■ WHAT TO WORK ON:
Reply with the data below, repeated exactly in full.

Collected data entries
-*-

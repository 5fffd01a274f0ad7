//! Receivers for both transports, for checking a stream by eye

use anyhow::{Context, Result};
use console::style;
use pose_relay::pose::{decode_landmarks, PoseLandmarks, LANDMARK_NAMES};
use pose_relay::transport::wire;
use pose_relay::{CancelToken, RelayConfig};
use std::io;
use std::net::UdpSocket;
use std::time::Duration;
#[cfg(target_os = "linux")]
use std::{
    fs::File,
    io::{BufReader, Read},
    path::Path,
};

const POLL: Duration = Duration::from_millis(500);
/// Pipe re-check interval while no writer is attached or no data is queued
#[cfg(target_os = "linux")]
const IDLE: Duration = Duration::from_millis(20);

pub fn run(config: &RelayConfig, verbose: bool, cancel: CancelToken) -> Result<()> {
    if config.transport.use_legacy_pipes {
        listen_pipe(config, verbose, &cancel)
    } else {
        listen_udp(config, verbose, &cancel)
    }
}

fn listen_udp(config: &RelayConfig, verbose: bool, cancel: &CancelToken) -> Result<()> {
    let addr = config.transport.addr();
    let socket = UdpSocket::bind(&addr).with_context(|| format!("binding {addr}"))?;
    socket.set_read_timeout(Some(POLL))?;
    println!("{} udp {}", style("Listening on").cyan().bold(), addr);

    let mut buf = vec![0u8; 64 * 1024];
    let mut count = 0u64;
    while !cancel.is_cancelled() {
        let n = match socket.recv(&mut buf) {
            Ok(n) => n,
            Err(e) if matches!(e.kind(), io::ErrorKind::WouldBlock | io::ErrorKind::TimedOut) => continue,
            Err(e) => return Err(e).context("receiving datagram"),
        };
        count += 1;
        match std::str::from_utf8(&buf[..n]) {
            Ok(payload) => show(count, payload, verbose),
            Err(e) => println!("{:>6}  {}", count, style(format!("not utf-8: {e}")).red()),
        }
    }
    println!("{} frames received", count);
    Ok(())
}

#[cfg(target_os = "linux")]
fn listen_pipe(config: &RelayConfig, verbose: bool, cancel: &CancelToken) -> Result<()> {
    let path = &config.transport.pipe_path;
    println!("{} pipe {}", style("Listening on").cyan().bold(), path.display());
    let count = receive_pipe(path, cancel, |count, payload| show(count, payload, verbose))?;
    println!("{} frames received", count);
    Ok(())
}

/// Read frames from the FIFO at `path` across writer sessions until
/// `cancel` fires. Returns the number of frames received.
#[cfg(target_os = "linux")]
fn receive_pipe<F>(path: &Path, cancel: &CancelToken, mut on_frame: F) -> Result<u64>
where
    F: FnMut(u64, &str),
{
    use rustix::fs::{Mode, OFlags};

    pose_relay::transport::create_fifo(path)?;

    let mut count = 0u64;
    while !cancel.is_cancelled() {
        // A non-blocking open returns at once even with no writer attached
        let fd = rustix::fs::open(path, OFlags::RDONLY | OFlags::NONBLOCK | OFlags::CLOEXEC, Mode::empty())
            .map_err(io::Error::from)
            .with_context(|| format!("opening {}", path.display()))?;
        let mut reader = BufReader::new(PolledFifo {
            file: File::from(fd),
            cancel,
        });

        let mut attached = false;
        while !cancel.is_cancelled() {
            match wire::read_frame(&mut reader) {
                Ok(Some(payload)) => {
                    attached = true;
                    count += 1;
                    on_frame(count, &payload);
                }
                // End of stream means no writer: none yet, or the last one left
                Ok(None) => {
                    if std::mem::take(&mut attached) {
                        tracing::info!("writer disconnected");
                    }
                    cancel.sleep(IDLE);
                }
                Err(_) if cancel.is_cancelled() => break,
                Err(e) => {
                    tracing::warn!(error = %e, "bad frame, reopening pipe");
                    break;
                }
            }
        }
    }
    Ok(count)
}

/// FIFO read end that waits out `WouldBlock` until data arrives. Once the
/// token is cancelled it reads as end of stream.
#[cfg(target_os = "linux")]
struct PolledFifo<'a> {
    file: File,
    cancel: &'a CancelToken,
}

#[cfg(target_os = "linux")]
impl Read for PolledFifo<'_> {
    fn read(&mut self, buf: &mut [u8]) -> io::Result<usize> {
        loop {
            match self.file.read(buf) {
                Err(e) if e.kind() == io::ErrorKind::WouldBlock => {
                    if self.cancel.sleep(IDLE) {
                        return Ok(0);
                    }
                }
                other => return other,
            }
        }
    }
}

#[cfg(not(target_os = "linux"))]
fn listen_pipe(_config: &RelayConfig, _verbose: bool, _cancel: &CancelToken) -> Result<()> {
    anyhow::bail!("pipe listening is only supported on Linux")
}

fn show(count: u64, payload: &str, verbose: bool) {
    match decode_landmarks(payload) {
        Ok(None) => println!("{:>6}  {}", count, style("no pose").dim()),
        Ok(Some(pose)) if verbose => {
            println!("{:>6}  {}", count, style("pose").green());
            print_pose(&pose);
        }
        Ok(Some(pose)) => {
            let nose = pose.0[0];
            println!(
                "{:>6}  {}  nose ({:+.3}, {:+.3}, {:+.3})",
                count,
                style("pose").green(),
                nose.x,
                nose.y,
                nose.z
            );
        }
        Err(e) => println!("{:>6}  {}", count, style(e).red()),
    }
}

fn print_pose(pose: &PoseLandmarks) {
    for (name, lm) in LANDMARK_NAMES.iter().zip(pose.iter()) {
        println!("        {:<18} {:+.4} {:+.4} {:+.4}", name, lm.x, lm.y, lm.z);
    }
}
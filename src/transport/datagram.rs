//! Connectionless datagram transport
//!
//! One payload per datagram, no acknowledgement, no fragmentation handling.
//! A 33-joint record is ~1-2 KB, well inside a single UDP datagram.

use super::{Transport, TransportStats};
use crate::error::{RelayError, Result};
use std::net::{SocketAddr, ToSocketAddrs, UdpSocket};

#[derive(Debug)]
pub struct DatagramTransport {
    socket: UdpSocket,
    peer: SocketAddr,
    stats: TransportStats,
}

impl DatagramTransport {
    /// Resolve `addr` and associate a fresh ephemeral socket with it
    pub fn connect(addr: &str) -> Result<Self> {
        let peer = addr
            .to_socket_addrs()
            .map_err(|e| RelayError::Resolve {
                addr: addr.to_string(),
                reason: e.to_string(),
            })?
            .next()
            .ok_or_else(|| RelayError::Resolve {
                addr: addr.to_string(),
                reason: "no addresses".to_string(),
            })?;

        let bind: SocketAddr = if peer.is_ipv4() {
            ([0, 0, 0, 0], 0).into()
        } else {
            (std::net::Ipv6Addr::UNSPECIFIED, 0).into()
        };
        let socket = UdpSocket::bind(bind).map_err(RelayError::Socket)?;
        socket.connect(peer).map_err(RelayError::Socket)?;

        Ok(Self {
            socket,
            peer,
            stats: TransportStats::default(),
        })
    }

    pub fn peer(&self) -> SocketAddr {
        self.peer
    }

    pub fn local_addr(&self) -> Option<SocketAddr> {
        self.socket.local_addr().ok()
    }
}

impl Transport for DatagramTransport {
    fn send(&mut self, payload: &str) {
        match self.socket.send(payload.as_bytes()) {
            Ok(_) => self.stats.sent += 1,
            Err(e) => {
                self.stats.failed += 1;
                tracing::warn!(peer = %self.peer, error = %e, bytes = payload.len(), "datagram dropped");
            }
        }
    }

    fn close(&mut self) {
        tracing::debug!(peer = %self.peer, sent = self.stats.sent, "datagram transport closed");
    }

    fn stats(&self) -> TransportStats {
        self.stats
    }
}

-*-

■ REPLY TO THE EXERCISE:
repository 5fffd01a274f0ad7
//! Receivers for both transports, for checking a stream by eye

use anyhow::{Context, Result};
use console::style;
use pose_relay::pose::{decode_landmarks, PoseLandmarks, LANDMARK_NAMES};
use pose_relay::transport::wire;
use pose_relay::{CancelToken, RelayConfig};
use std::io;
use std::net::UdpSocket;
use std::time::Duration;
#[cfg(target_os = "linux")]
use std::{
    fs::File,
    io::{BufReader, Read},
    path::Path,
};

const POLL: Duration = Duration::from_millis(500);
/// Pipe re-check interval while no writer is attached or no data is queued
#[cfg(target_os = "linux")]
const IDLE: Duration = Duration::from_millis(20);

pub fn run(config: &RelayConfig, verbose: bool, cancel: CancelToken) -> Result<()> {
    if config.transport.use_legacy_pipes {
        listen_pipe(config, verbose, &cancel)
    } else {
        listen_udp(config, verbose, &cancel)
    }
}

fn listen_udp(config: &RelayConfig, verbose: bool, cancel: &CancelToken) -> Result<()> {
    let addr = config.transport.addr();
    let socket = UdpSocket::bind(&addr).with_context(|| format!("binding {addr}"))?;
    socket.set_read_timeout(Some(POLL))?;
    println!("{} udp {}", style("Listening on").cyan().bold(), addr);

    let mut buf = vec![0u8; 64 * 1024];
    let mut count = 0u64;
    while !cancel.is_cancelled() {
        let n = match socket.recv(&mut buf) {
            Ok(n) => n,
            Err(e) if matches!(e.kind(), io::ErrorKind::WouldBlock | io::ErrorKind::TimedOut) => continue,
            Err(e) => return Err(e).context("receiving datagram"),
        };
        count += 1;
        match std::str::from_utf8(&buf[..n]) {
            Ok(payload) => show(count, payload, verbose),
            Err(e) => println!("{:>6}  {}", count, style(format!("not utf-8: {e}")).red()),
        }
    }
    println!("{} frames received", count);
    Ok(())
}

#[cfg(target_os = "linux")]
fn listen_pipe(config: &RelayConfig, verbose: bool, cancel: &CancelToken) -> Result<()> {
    let path = &config.transport.pipe_path;
    println!("{} pipe {}", style("Listening on").cyan().bold(), path.display());
    let count = receive_pipe(path, cancel, |count, payload| show(count, payload, verbose))?;
    println!("{} frames received", count);
    Ok(())
}

/// Read frames from the FIFO at `path` across writer sessions until
/// `cancel` fires. Returns the number of frames received.
#[cfg(target_os = "linux")]
fn receive_pipe<F>(path: &Path, cancel: &CancelToken, mut on_frame: F) -> Result<u64>
where
    F: FnMut(u64, &str),
{
    use rustix::fs::{Mode, OFlags};

    pose_relay::transport::create_fifo(path)?;

    let mut count = 0u64;
    while !cancel.is_cancelled() {
        // A non-blocking open returns at once even with no writer attached
        let fd = rustix::fs::open(path, OFlags::RDONLY | OFlags::NONBLOCK | OFlags::CLOEXEC, Mode::empty())
            .map_err(io::Error::from)
            .with_context(|| format!("opening {}", path.display()))?;
        let mut reader = BufReader::new(PolledFifo {
            file: File::from(fd),
            cancel,
        });

        let mut attached = false;
        while !cancel.is_cancelled() {
            match wire::read_frame(&mut reader) {
                Ok(Some(payload)) => {
                    attached = true;
                    count += 1;
                    on_frame(count, &payload);
                }
                // End of stream means no writer: none yet, or the last one left
                Ok(None) => {
                    if std::mem::take(&mut attached) {
                        tracing::info!("writer disconnected");
                    }
                    cancel.sleep(IDLE);
                }
                Err(_) if cancel.is_cancelled() => break,
                Err(e) => {
                    tracing::warn!(error = %e, "bad frame, reopening pipe");
                    break;
                }
            }
        }
    }
    Ok(count)
}

/// FIFO read end that waits out `WouldBlock` until data arrives. Once the
/// token is cancelled it reads as end of stream.
#[cfg(target_os = "linux")]
struct PolledFifo<'a> {
    file: File,
    cancel: &'a CancelToken,
}

#[cfg(target_os = "linux")]
impl Read for PolledFifo<'_> {
    fn read(&mut self, buf: &mut [u8]) -> io::Result<usize> {
        loop {
            match self.file.read(buf) {
                Err(e) if e.kind() == io::ErrorKind::WouldBlock => {
                    if self.cancel.sleep(IDLE) {
                        return Ok(0);
                    }
                }
                other => return other,
            }
        }
    }
}

#[cfg(not(target_os = "linux"))]
fn listen_pipe(_config: &RelayConfig, _verbose: bool, _cancel: &CancelToken) -> Result<()> {
    anyhow::bail!("pipe listening is only supported on Linux")
}

fn show(count: u64, payload: &str, verbose: bool) {
    match decode_landmarks(payload) {
        Ok(None) => println!("{:>6}  {}", count, style("no pose").dim()),
        Ok(Some(pose)) if verbose => {
            println!("{:>6}  {}", count, style("pose").green());
            print_pose(&pose);
        }
        Ok(Some(pose)) => {
            let nose = pose.0[0];
            println!(
                "{:>6}  {}  nose ({:+.3}, {:+.3}, {:+.3})",
                count,
                style("pose").green(),
                nose.x,
                nose.y,
                nose.z
            );
        }
        Err(e) => println!("{:>6}  {}", count, style(e).red()),
    }
}

fn print_pose(pose: &PoseLandmarks) {
    for (name, lm) in LANDMARK_NAMES.iter().zip(pose.iter()) {
        println!("        {:<18} {:+.4} {:+.4} {:+.4}", name, lm.x, lm.y, lm.z);
    }
}
filename src/transport/datagram.rs
//! Connectionless datagram transport
//!
//! One payload per datagram, no acknowledgement, no fragmentation handling.
//! A 33-joint record is ~1-2 KB, well inside a single UDP datagram.

use super::{Transport, TransportStats};
use crate::error::{RelayError, Result};
use std::net::{SocketAddr, ToSocketAddrs, UdpSocket};

#[derive(Debug)]
pub struct DatagramTransport {
    socket: UdpSocket,
    peer: SocketAddr,
    stats: TransportStats,
}

impl DatagramTransport {
    /// Resolve `addr` and associate a fresh ephemeral socket with it
    pub fn connect(addr: &str) -> Result<Self> {
        let peer = addr
            .to_socket_addrs()
            .map_err(|e| RelayError::Resolve {
                addr: addr.to_string(),
                reason: e.to_string(),
            })?
            .next()
            .ok_or_else(|| RelayError::Resolve {
                addr: addr.to_string(),
                reason: "no addresses".to_string(),
            })?;

        let bind: SocketAddr = if peer.is_ipv4() {
            ([0, 0, 0, 0], 0).into()
        } else {
            (std::net::Ipv6Addr::UNSPECIFIED, 0).into()
        };
        let socket = UdpSocket::bind(bind).map_err(RelayError::Socket)?;
        socket.connect(peer).map_err(RelayError::Socket)?;

        Ok(Self {
            socket,
            peer,
            stats: TransportStats::default(),
        })
    }

    pub fn peer(&self) -> SocketAddr {
        self.peer
    }

    pub fn local_addr(&self) -> Option<SocketAddr> {
        self.socket.local_addr().ok()
    }
}

impl Transport for DatagramTransport {
    fn send(&mut self, payload: &str) {
        match self.socket.send(payload.as_bytes()) {
            Ok(_) => self.stats.sent += 1,
            Err(e) => {
                self.stats.failed += 1;
                tracing::warn!(peer = %self.peer, error = %e, bytes = payload.len(), "datagram dropped");
            }
        }
    }

    fn close(&mut self) {
        tracing::debug!(peer = %self.peer, sent = self.stats.sent, "datagram transport closed");
    }

    fn stats(&self) -> TransportStats {
        self.stats
    }
}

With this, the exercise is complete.